||In an ecosystem in which organisms are challenged with adverse conditions, the ability to respond is crucial to survive. Many studies focus on how environmental shifts lead to adaptations in a single species. Despite the fact that virtually all species are involved in
mutualistic associations and mutualistic partners affect each other's phenotype, the biotic context of organisms is, however, rarely taken into account. In this project we aim at documenting ionizing radiationinduced changes in pine trees and their rhizosphere microbiome
exposed to the extreme environmental stress resulting from the Fukushima Dai-Ichi nuclear accident. We will assess taxonomic and functional diversity of the bacterial and fungal rhizosphere communities, phenotypic and genetic diversity of pioneer ectomycorrhizal fungi, environmental adaptation and mechanisms of phenotypic plasticity in pines, and the potential of ectomycorrhizal species to shield their pine host from selective pressure.
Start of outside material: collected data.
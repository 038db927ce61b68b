use chrono::{DateTime, Utc};
use rollcall_core::StudentId;
use serde::Serialize;
use std::collections::VecDeque;
use uuid::Uuid;

/// A low-confidence match waiting for an operator to confirm or reject it.
#[derive(Debug, Clone, Serialize)]
pub struct PendingConfirmation {
    pub id: Uuid,
    /// Student the matcher proposed.
    pub student_id: StudentId,
    pub confidence: f32,
    /// The probe vector, kept so a confirmation can be learned from.
    #[serde(skip)]
    pub probe: Vec<f32>,
    pub created_at: DateTime<Utc>,
}

/// Bounded FIFO of pending confirmations. When full, the oldest entry is dropped.
pub struct PendingQueue {
    entries: VecDeque<PendingConfirmation>,
    capacity: usize,
}

impl PendingQueue {
    pub fn new(capacity: usize) -> Self {
        let capacity = capacity.max(1);
        Self {
            entries: VecDeque::with_capacity(capacity),
            capacity,
        }
    }

    pub fn push(&mut self, student_id: StudentId, confidence: f32, probe: Vec<f32>) -> Uuid {
        if self.entries.len() == self.capacity {
            if let Some(dropped) = self.entries.pop_front() {
                tracing::warn!(
                    id = %dropped.id,
                    student = %dropped.student_id,
                    "pending queue full; dropping oldest unconfirmed match"
                );
            }
        }
        let id = Uuid::new_v4();
        self.entries.push_back(PendingConfirmation {
            id,
            student_id,
            confidence,
            probe,
            created_at: Utc::now(),
        });
        id
    }

    /// Remove and return an entry.
    pub fn take(&mut self, id: &Uuid) -> Option<PendingConfirmation> {
        let pos = self.entries.iter().position(|p| &p.id == id)?;
        self.entries.remove(pos)
    }

    /// Drop every entry proposing `student_id`. Returns how many were dropped.
    pub fn forget_student(&mut self, student_id: &StudentId) -> usize {
        let before = self.entries.len();
        self.entries.retain(|p| &p.student_id != student_id);
        before - self.entries.len()
    }

    pub fn iter(&self) -> impl Iterator<Item = &PendingConfirmation> {
        self.entries.iter()
    }

    pub fn len(&self) -> usize {
        self.entries.len()
    }
}

#[cfg(test)]
mod tests {
    use super::*;

    #[test]
    fn test_push_and_take() {
        let mut q = PendingQueue::new(4);
        let id = q.push("s".into(), 55.0, vec![0.1, 0.2]);
        assert_eq!(q.len(), 1);
        let entry = q.take(&id).unwrap();
        assert_eq!(entry.student_id, StudentId::from("s"));
        assert_eq!(entry.probe, vec![0.1, 0.2]);
        assert!(q.take(&id).is_none());
    }

    #[test]
    fn test_full_queue_drops_oldest() {
        let mut q = PendingQueue::new(2);
        let first = q.push("a".into(), 51.0, vec![]);
        let second = q.push("b".into(), 52.0, vec![]);
        let third = q.push("c".into(), 53.0, vec![]);
        assert_eq!(q.len(), 2);
        assert!(q.take(&first).is_none());
        assert!(q.take(&second).is_some());
        assert!(q.take(&third).is_some());
    }

    #[test]
    fn test_forget_student() {
        let mut q = PendingQueue::new(8);
        q.push("a".into(), 51.0, vec![]);
        q.push("b".into(), 52.0, vec![]);
        q.push("a".into(), 53.0, vec![]);
        assert_eq!(q.forget_student(&"a".into()), 2);
        assert_eq!(q.iter().count(), 1);
    }

    #[test]
    fn test_probe_not_serialized() {
        let mut q = PendingQueue::new(1);
        q.push("a".into(), 51.0, vec![9.0]);
        let json = serde_json::to_value(q.iter().next().unwrap()).unwrap();
        assert!(json.get("probe").is_none());
        assert_eq!(json["student_id"], "a");
    }
}
#[cfg(test)]
mod tests {
    use super::*;

    fn vec3(x: f32) -> Vec<f32> {
        vec![x, 0.0, 0.0]
    }

    fn values(gallery: &Gallery) -> Vec<f32> {
        gallery.iter().map(|e| e.values[0]).collect()
    }

    #[test]
    fn test_new_rejects_zero_sizes() {
        assert_eq!(EncodingStore::new(0, 5).unwrap_err(), StoreError::ZeroDimension);
        assert_eq!(EncodingStore::new(3, 0).unwrap_err(), StoreError::ZeroCapacity);
    }

    #[test]
    fn test_add_rejects_wrong_dimension() {
        let mut store = EncodingStore::new(3, 5).unwrap();
        let err = store
            .add_encoding(&"s".into(), vec![1.0, 2.0], EncodingSource::Registration)
            .unwrap_err();
        assert_eq!(err, StoreError::DimensionMismatch { got: 2, want: 3 });
        assert_eq!(store.version(), 0);
        assert!(store.is_empty());
    }

    #[test]
    fn test_add_rejects_non_finite() {
        let mut store = EncodingStore::new(3, 5).unwrap();
        let err = store
            .add_encoding(&"s".into(), vec![0.0, f32::NAN, 0.0], EncodingSource::Adaptive)
            .unwrap_err();
        assert_eq!(err, StoreError::NonFinite { index: 1 });
    }

    #[test]
    fn test_fifo_eviction_keeps_newest_in_order() {
        let mut store = EncodingStore::new(3, 3).unwrap();
        let s = StudentId::from("S");
        for x in [1.0, 2.0, 3.0, 4.0] {
            store.add_encoding(&s, vec3(x), EncodingSource::Adaptive).unwrap();
        }
        assert_eq!(values(store.gallery(&s).unwrap()), vec![2.0, 3.0, 4.0]);
    }

    #[test]
    fn test_gallery_bounded_over_many_additions() {
        let mut store = EncodingStore::new(3, 4).unwrap();
        let s = StudentId::from("S");
        for i in 0..23 {
            let out = store
                .add_encoding(&s, vec3(i as f32), EncodingSource::Adaptive)
                .unwrap();
            assert!(out.gallery_len <= 4);
            assert_eq!(out.evicted.is_some(), i >= 4);
        }
        assert_eq!(values(store.gallery(&s).unwrap()), vec![19.0, 20.0, 21.0, 22.0]);
    }

    #[test]
    fn test_add_registers_student() {
        let mut store = EncodingStore::new(3, 2).unwrap();
        store
            .add_encoding(&"7".into(), vec3(1.0), EncodingSource::Registration)
            .unwrap();
        assert_eq!(store.len(), 1);
        assert!(store.student(&"7".into()).unwrap().name.is_none());
    }

    #[test]
    fn test_version_bumps_on_mutation() {
        let mut store = EncodingStore::new(3, 2).unwrap();
        let s = StudentId::from("a");
        store.add_encoding(&s, vec3(1.0), EncodingSource::Adaptive).unwrap();
        let v1 = store.version();
        store.add_encoding(&s, vec3(2.0), EncodingSource::Adaptive).unwrap();
        assert!(store.version() > v1);
    }

    #[test]
    fn test_remove_student_idempotent() {
        let mut store = EncodingStore::new(3, 2).unwrap();
        let s = StudentId::from("a");
        store.add_encoding(&s, vec3(1.0), EncodingSource::Adaptive).unwrap();
        assert!(store.remove_student(&s));
        let v = store.version();
        assert!(!store.remove_student(&s));
        assert_eq!(store.version(), v);
        assert!(store.gallery(&s).is_none());
        assert!(store.student(&s).is_none());
    }

    #[test]
    fn test_snapshot_is_stable_across_mutation() {
        let mut store = EncodingStore::new(3, 2).unwrap();
        let s = StudentId::from("a");
        store.add_encoding(&s, vec3(1.0), EncodingSource::Adaptive).unwrap();
        let snap = store.snapshot();

        store.add_encoding(&s, vec3(2.0), EncodingSource::Adaptive).unwrap();
        store.add_encoding(&s, vec3(3.0), EncodingSource::Adaptive).unwrap();
        store.remove_student(&"missing".into());

        assert_eq!(values(snap.gallery(&s).unwrap()), vec![1.0]);
        assert_eq!(values(store.gallery(&s).unwrap()), vec![2.0, 3.0]);
        assert!(snap.version() < store.version());
    }

    #[test]
    fn test_snapshot_survives_removal() {
        let mut store = EncodingStore::new(3, 2).unwrap();
        let s = StudentId::from("a");
        store.add_encoding(&s, vec3(1.0), EncodingSource::Adaptive).unwrap();
        let snap = store.snapshot();
        store.remove_student(&s);
        assert!(snap.gallery(&s).is_some());
        assert!(store.snapshot().gallery(&s).is_none());
    }

    #[test]
    fn test_set_max_encodings_trims_to_newest() {
        let mut store = EncodingStore::new(3, 5).unwrap();
        let s = StudentId::from("a");
        for x in 1..=5 {
            store.add_encoding(&s, vec3(x as f32), EncodingSource::Adaptive).unwrap();
        }
        // Wrap the ring so head is not at 0.
        store.add_encoding(&s, vec3(6.0), EncodingSource::Adaptive).unwrap();

        let evicted = store.set_max_encodings(2).unwrap();
        assert_eq!(evicted, 3);
        assert_eq!(values(store.gallery(&s).unwrap()), vec![5.0, 6.0]);

        store.add_encoding(&s, vec3(7.0), EncodingSource::Adaptive).unwrap();
        assert_eq!(values(store.gallery(&s).unwrap()), vec![6.0, 7.0]);
    }

    #[test]
    fn test_set_max_encodings_grow_keeps_entries() {
        let mut store = EncodingStore::new(3, 2).unwrap();
        let s = StudentId::from("a");
        for x in 1..=3 {
            store.add_encoding(&s, vec3(x as f32), EncodingSource::Adaptive).unwrap();
        }
        assert_eq!(store.set_max_encodings(4).unwrap(), 0);
        store.add_encoding(&s, vec3(4.0), EncodingSource::Adaptive).unwrap();
        assert_eq!(values(store.gallery(&s).unwrap()), vec![2.0, 3.0, 4.0]);
    }

    #[test]
    fn test_set_max_encodings_rejects_zero() {
        let mut store = EncodingStore::new(3, 2).unwrap();
        assert_eq!(store.set_max_encodings(0), Err(ConfigError::ZeroCapacity));
        assert_eq!(store.max_encodings(), 2);
    }

    #[test]
    fn test_mixed_ids_are_distinct_keys() {
        let mut store = EncodingStore::new(2, 5).unwrap();
        for id in ["1a", "2", "10"] {
            store
                .add_encoding(&id.into(), vec![0.0, 0.0], EncodingSource::Registration)
                .unwrap();
        }
        store
            .add_encoding(&"2".into(), vec![1.0, 0.0], EncodingSource::Adaptive)
            .unwrap();

        assert_eq!(store.len(), 3);
        assert_eq!(store.gallery(&"2".into()).unwrap().len(), 2);
        assert_eq!(store.gallery(&"10".into()).unwrap().len(), 1);
        assert_eq!(store.gallery(&"1a".into()).unwrap().len(), 1);

        let snap = store.snapshot();
        let order: Vec<&str> = snap.galleries().map(|(id, _)| id.as_str()).collect();
        assert_eq!(order, vec!["2", "10", "1a"]);
        assert_eq!(snap.gallery(&"2".into()).unwrap().len(), 2);
    }

    #[test]
    fn test_register_updates_name() {
        let mut store = EncodingStore::new(3, 2).unwrap();
        assert!(store.register_student("a".into(), None));
        assert!(!store.register_student("a".into(), Some("Ada".into())));
        assert_eq!(store.student(&"a".into()).unwrap().name.as_deref(), Some("Ada"));
    }

    #[test]
    fn test_min_distance() {
        let mut gallery = Gallery::with_capacity(3);
        assert_eq!(gallery.min_distance(&[0.0, 0.0, 0.0]), None);
        for x in [3.0, 1.0, 2.0] {
            gallery.push(Encoding {
                student_id: "a".into(),
                values: vec3(x),
                captured_at: Utc::now(),
                source: EncodingSource::Adaptive,
            });
        }
        assert_eq!(gallery.min_distance(&[0.0, 0.0, 0.0]), Some(1.0));
    }
}
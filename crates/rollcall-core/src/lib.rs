//! rollcall-core — Face gallery matching and adaptive learning engine.
//!
//! Keeps a bounded gallery of feature vectors per student, finds the nearest
//! student for each probe, grades the match into High / Low / Unknown and
//! grows galleries from confirmed matches.

pub mod classifier;
pub mod config;
pub mod embedder;
pub mod matcher;
pub mod persist;
pub mod session;
pub mod store;
pub mod types;
pub mod updater;

pub use classifier::{classify, classify_candidate};
pub use config::{ConfigError, EngineConfig};
pub use embedder::{EmbedError, Embedder};
pub use matcher::{Candidate, EuclideanMatcher, Matcher};
pub use persist::{CorruptEncoding, CorruptStudent, LoadReport, PersistError};
pub use session::{FaceResult, SessionCoordinator, SessionError};
pub use store::{EncodingStore, Gallery, StoreError, StoreSnapshot};
pub use types::{Encoding, EncodingSource, MatchResult, Student, StudentId, Tier};
pub use updater::{AdaptiveUpdater, UpdateOutcome};
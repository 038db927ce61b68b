//! Per-frame coordination: match, classify and learn for every face in a frame.

use crate::classifier::classify_candidate;
use crate::config::{ConfigError, EngineConfig};
use crate::embedder::{EmbedError, Embedder};
use crate::matcher::{EuclideanMatcher, Matcher};
use crate::store::{validate_vector, EncodingStore, StoreError};
use crate::types::{EncodingSource, MatchResult, StudentId};
use crate::updater::{AdaptiveUpdater, UpdateOutcome};
use image::GrayImage;
use thiserror::Error;

#[derive(Error, Debug)]
pub enum SessionError {
    #[error("probe {index}: {source}")]
    InvalidProbe {
        index: usize,
        #[source]
        source: StoreError,
    },
    #[error("face {index}: {source}")]
    Embed {
        index: usize,
        #[source]
        source: EmbedError,
    },
    #[error("store: {0}")]
    Store(#[from] StoreError),
    #[error("config: {0}")]
    Config(#[from] ConfigError),
}

/// Outcome for one face of a frame.
#[derive(Debug, Clone)]
pub struct FaceResult {
    pub result: MatchResult,
    /// Distance to the nearest stored encoding (`+inf` with an empty store).
    pub distance: f32,
    pub update: UpdateOutcome,
}

/// Owns the encoding store and runs Matcher → Classifier → Updater per frame.
///
/// Every probe in one frame is matched against the same snapshot; gallery
/// updates from that frame are applied after matching and become visible
/// from the next frame on.
pub struct SessionCoordinator<M: Matcher = EuclideanMatcher> {
    store: EncodingStore,
    matcher: M,
    updater: AdaptiveUpdater,
    config: EngineConfig,
    frames: u64,
}

impl SessionCoordinator<EuclideanMatcher> {
    pub fn new(store: EncodingStore, config: EngineConfig) -> Result<Self, ConfigError> {
        Self::with_matcher(store, config, EuclideanMatcher)
    }
}

impl<M: Matcher> SessionCoordinator<M> {
    /// Build a coordinator around an existing store. The store's capacity is
    /// aligned with `config.max_encodings`.
    pub fn with_matcher(
        mut store: EncodingStore,
        config: EngineConfig,
        matcher: M,
    ) -> Result<Self, ConfigError> {
        config.validate()?;
        store.set_max_encodings(config.max_encodings)?;
        Ok(Self {
            store,
            matcher,
            updater: AdaptiveUpdater,
            config,
            frames: 0,
        })
    }

    pub fn config(&self) -> &EngineConfig {
        &self.config
    }

    pub fn store(&self) -> &EncodingStore {
        &self.store
    }

    /// Number of frames processed since construction.
    pub fn frames_processed(&self) -> u64 {
        self.frames
    }

    /// Replace the configuration. An invalid configuration is rejected and the
    /// current one stays in effect.
    pub fn apply_config(&mut self, config: EngineConfig) -> Result<(), ConfigError> {
        config.validate()?;
        self.store.set_max_encodings(config.max_encodings)?;
        tracing::info!(
            low = config.low_threshold,
            high = config.high_threshold,
            adaptive_learning = config.adaptive_learning,
            max_encodings = config.max_encodings,
            "engine configuration applied"
        );
        self.config = config;
        Ok(())
    }

    /// Match every probe of one frame and apply the learning policy.
    ///
    /// All probes are validated first: one malformed probe rejects the frame
    /// without touching the store.
    pub fn process_frame(&mut self, probes: &[Vec<f32>]) -> Result<Vec<FaceResult>, SessionError> {
        let dimension = self.store.dimension();
        for (index, probe) in probes.iter().enumerate() {
            validate_vector(probe, dimension)
                .map_err(|source| SessionError::InvalidProbe { index, source })?;
        }

        let snapshot = self.store.snapshot();
        let matches: Vec<_> = probes
            .iter()
            .map(|probe| {
                let candidate = self.matcher.find_best_match(probe, &snapshot);
                let result = classify_candidate(&candidate, &self.config);
                (result, candidate.distance)
            })
            .collect();

        let mut results = Vec::with_capacity(probes.len());
        for (probe, (result, distance)) in probes.iter().zip(matches) {
            let update = self
                .updater
                .apply(&mut self.store, &result, probe, &self.config)?;
            results.push(FaceResult {
                result,
                distance,
                update,
            });
        }

        self.frames += 1;
        tracing::debug!(
            frame = self.frames,
            faces = results.len(),
            snapshot_version = snapshot.version(),
            learned = results.iter().filter(|r| r.update.is_learned()).count(),
            "frame processed"
        );

        Ok(results)
    }

    /// Embed face crops with the injected model, then process them as one frame.
    pub fn process_faces(
        &mut self,
        embedder: &mut dyn Embedder,
        faces: &[GrayImage],
    ) -> Result<Vec<FaceResult>, SessionError> {
        let probes = faces
            .iter()
            .enumerate()
            .map(|(index, face)| {
                embedder
                    .embed(face)
                    .map_err(|source| SessionError::Embed { index, source })
            })
            .collect::<Result<Vec<_>, _>>()?;
        self.process_frame(&probes)
    }

    /// Match a single probe without learning from it.
    pub fn identify(&self, probe: &[f32]) -> Result<MatchResult, SessionError> {
        validate_vector(probe, self.store.dimension())?;
        let candidate = self.matcher.find_best_match(probe, &self.store.snapshot());
        Ok(classify_candidate(&candidate, &self.config))
    }

    /// Record an externally confirmed identity for a probe.
    pub fn confirm(
        &mut self,
        student_id: &StudentId,
        probe: &[f32],
    ) -> Result<UpdateOutcome, SessionError> {
        Ok(self
            .updater
            .confirm(&mut self.store, student_id, probe, &self.config)?)
    }

    /// Register a student with their initial encodings. Returns the gallery size.
    ///
    /// Every vector is validated before anything is stored. Registering more
    /// vectors than `max_encodings` keeps only the newest ones.
    pub fn register(
        &mut self,
        student_id: StudentId,
        name: Option<String>,
        encodings: Vec<Vec<f32>>,
    ) -> Result<usize, SessionError> {
        let dimension = self.store.dimension();
        for (index, values) in encodings.iter().enumerate() {
            validate_vector(values, dimension)
                .map_err(|source| SessionError::InvalidProbe { index, source })?;
        }

        self.store.register_student(student_id.clone(), name);
        for values in encodings {
            self.store
                .add_encoding(&student_id, values, EncodingSource::Registration)?;
        }
        let gallery_len = self.store.gallery(&student_id).map_or(0, |g| g.len());
        tracing::info!(student = %student_id, gallery_len, "student registered");
        Ok(gallery_len)
    }

    /// Remove a student and their gallery. Idempotent.
    pub fn remove_student(&mut self, student_id: &StudentId) -> bool {
        let removed = self.store.remove_student(student_id);
        if removed {
            tracing::info!(student = %student_id, "student removed");
        }
        removed
    }
}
The results
of the proposed research will contribute to a theoretical framework for adaptation in mutualistic systems which is paramount for understanding the impact of human-induced abiotic change on biodiversity. Furthermore it will lead to novel insights into radionuclides detoxification and the mechanisms used for adaptation to long-term ionizing radiation. An enhanced knowledge on radionuclide adaptation is urgently needed as a scientific basis for
risk assessment in chronic exposure conditions.